Classification and characterization of LUC data producers

At local and detailed scales, many organizations and users create their own LUC datasets. The fact that they have easy access to aerial/satellite imagery and to software for processing, photointerpreting and classifying these images has facilitated this process. This allows users to obtain very specific datasets that match their particular requirements. The datasets created for small projects and for specific purposes are not usually disseminated and remain the property of the communities or users that produce them. When these datasets are made available, they are often provided without the necessary technical information and general metadata.

At regional, national, supra-national and global scales, an increasing number of LUC databases are being produced for a broad range of users. Often these databases are specially designed for specific communities, such as the climate change research community. In other cases, they provide more general LUC information for a wide range of research fields and as support for policy decisions.

There are two main producers of LUC datasets. Firstly, nationally or internationally funded research projects, which produce the datasets in collaboration with different universities and research institutions. The limited timeframe of these projects often affects the continuity of the mapping work they perform, and the datasets are not usually improved or updated once the project has come to an end. Dissemination of the data may also be affected by the end of funding. The Global Land Cover Facility, a reference initiative in the field of LUC research, which recently went offline,¹ is a perfect example of this problem.

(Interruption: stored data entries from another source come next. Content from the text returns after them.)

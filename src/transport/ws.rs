//! WebSocket client transport
//!
//! Each connection runs as one tokio task that owns the socket. The
//! [`WsTransport`] handle only flips flags and queues outbound messages, so
//! it can be called from the real-time capture thread without blocking.

use bytes::Bytes;
use futures_util::{SinkExt, StreamExt};
use std::sync::atomic::{AtomicBool, Ordering};
use std::sync::Arc;
use std::time::Duration;
use tokio::sync::mpsc;
use tokio_tungstenite::{connect_async, tungstenite::Message};

use crate::config::TransportConfig;
use crate::error::TransportError;
use crate::transport::{Connector, Transport, TransportEvent, TransportEventKind};

enum Outbound {
    Binary(Bytes),
    Close,
}

/// Handle to one WebSocket connection
pub struct WsTransport {
    open: Arc<AtomicBool>,
    closed: Arc<AtomicBool>,
    outbound: mpsc::UnboundedSender<Outbound>,
}

impl Transport for WsTransport {
    fn is_open(&self) -> bool {
        self.open.load(Ordering::Acquire)
    }

    fn send(&self, chunk: Bytes) {
        if !self.is_open() {
            tracing::trace!("Socket not open, dropping {} bytes", chunk.len());
            return;
        }
        let _ = self.outbound.send(Outbound::Binary(chunk));
    }

    fn close(&self) {
        self.open.store(false, Ordering::Release);
        if !self.closed.swap(true, Ordering::AcqRel) {
            let _ = self.outbound.send(Outbound::Close);
        }
    }
}

/// Opens WebSocket connections on a tokio runtime
pub struct WsConnector {
    url: String,
    connect_timeout: Duration,
    events: mpsc::UnboundedSender<TransportEvent>,
    runtime: tokio::runtime::Handle,
}

impl WsConnector {
    pub fn new(
        config: &TransportConfig,
        events: mpsc::UnboundedSender<TransportEvent>,
        runtime: tokio::runtime::Handle,
    ) -> Self {
        Self {
            url: config.url.clone(),
            connect_timeout: Duration::from_millis(config.connect_timeout_ms),
            events,
            runtime,
        }
    }

    /// Connector plus the receiver its connections report to
    pub fn channel(
        config: &TransportConfig,
        runtime: tokio::runtime::Handle,
    ) -> (Self, mpsc::UnboundedReceiver<TransportEvent>) {
        let (tx, rx) = mpsc::unbounded_channel();
        (Self::new(config, tx, runtime), rx)
    }
}

impl Connector for WsConnector {
    fn connect(&mut self, generation: u64) -> Result<Arc<dyn Transport>, TransportError> {
        if !self.url.starts_with("ws://") && !self.url.starts_with("wss://") {
            return Err(TransportError::InvalidUrl(self.url.clone()));
        }

        let (outbound_tx, outbound_rx) = mpsc::unbounded_channel();
        let open = Arc::new(AtomicBool::new(false));
        let closed = Arc::new(AtomicBool::new(false));

        let connection = Connection {
            url: self.url.clone(),
            connect_timeout: self.connect_timeout,
            generation,
            open: open.clone(),
            closed: closed.clone(),
            events: self.events.clone(),
        };
        self.runtime.spawn(connection.run(outbound_rx));

        Ok(Arc::new(WsTransport {
            open,
            closed,
            outbound: outbound_tx,
        }))
    }
}

struct Connection {
    url: String,
    connect_timeout: Duration,
    generation: u64,
    open: Arc<AtomicBool>,
    closed: Arc<AtomicBool>,
    events: mpsc::UnboundedSender<TransportEvent>,
}

impl Connection {
    fn emit(&self, kind: TransportEventKind) {
        let _ = self.events.send(TransportEvent::new(self.generation, kind));
    }

    async fn run(self, mut outbound: mpsc::UnboundedReceiver<Outbound>) {
        tracing::debug!("Connecting to {} (generation {})", self.url, self.generation);

        let ws = match tokio::time::timeout(self.connect_timeout, connect_async(self.url.as_str())).await {
            Ok(Ok((ws, _))) => ws,
            Ok(Err(e)) => {
                self.finish(Some(format!("Failed to connect WebSocket: {}", e)));
                return;
            }
            Err(_) => {
                self.finish(Some("WebSocket connection timed out".to_string()));
                return;
            }
        };

        let (mut sink, mut stream) = ws.split();

        if self.closed.load(Ordering::Acquire) {
            let _ = sink.send(Message::Close(None)).await;
            self.finish(None);
            return;
        }

        self.open.store(true, Ordering::Release);
        tracing::info!("WebSocket connected to {}", self.url);
        self.emit(TransportEventKind::Open);

        let mut error = None;
        loop {
            tokio::select! {
                out = outbound.recv() => match out {
                    Some(Outbound::Binary(chunk)) => {
                        if let Err(e) = sink.send(Message::Binary(chunk.to_vec())).await {
                            error = Some(e.to_string());
                            break;
                        }
                    }
                    Some(Outbound::Close) | None => {
                        let _ = sink.send(Message::Close(None)).await;
                        break;
                    }
                },
                msg = stream.next() => match msg {
                    Some(Ok(Message::Binary(data))) => {
                        self.emit(TransportEventKind::Binary(Bytes::from(data)));
                    }
                    Some(Ok(Message::Text(text))) => {
                        self.emit(TransportEventKind::Text(text));
                    }
                    Some(Ok(Message::Close(frame))) => {
                        tracing::debug!("Peer closed: {:?}", frame);
                        break;
                    }
                    Some(Ok(_)) => {}
                    Some(Err(e)) => {
                        error = Some(e.to_string());
                        break;
                    }
                    None => break,
                },
            }
        }

        self.finish(error);
    }

    /// Report an optional error followed by close
    fn finish(&self, error: Option<String>) {
        self.open.store(false, Ordering::Release);
        self.closed.store(true, Ordering::Release);

        if let Some(e) = error {
            tracing::warn!("WebSocket error: {}", e);
            self.emit(TransportEventKind::Error(e));
        }
        tracing::info!("WebSocket closed (generation {})", self.generation);
        self.emit(TransportEventKind::Close);
    }
}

Depending on the specific objectives of the projects and the institutions involved, these datasets may or may not be available for download. The quality of metadata and auxiliary information can also vary a lot from one project to the next. In some cases, a lot of technical and auxiliary information is provided, while in others users can only access the dataset itself and the research paper in which it is presented.

Governmental and other organizations are the other big producers of LUC data. In these cases, the objective is to provide information about the areas for which the organization is responsible or the areas affected by its policies and/or decisions. This data is a useful source of information for the policymaking process and is usually part of wider cartographic efforts by national and regional governments, and sometimes by international organizations, to provide geographic information of reference.

As these projects are part of official mapping work conducted by nations, regions and other large organizations, they are usually backed by significant long-term funding. These databases are therefore more likely to be updated or improved in the future. Another advantage is that they usually provide highly detailed, accurate information. They are also quite flexible. As a result, these databases are widely used by the whole scientific community, public and private sector professionals and many other users.

In recent years, there has been an increase in the data produced by members of the public through crowdsourcing or similar practices. This kind of information is known as Volunteered Geographic Information (VGI) and is part of a movement called ‘citizen science’, in which private citizens participate in scientific research, either by gathering or validating data or by assisting in any of the other phases of the scientific process.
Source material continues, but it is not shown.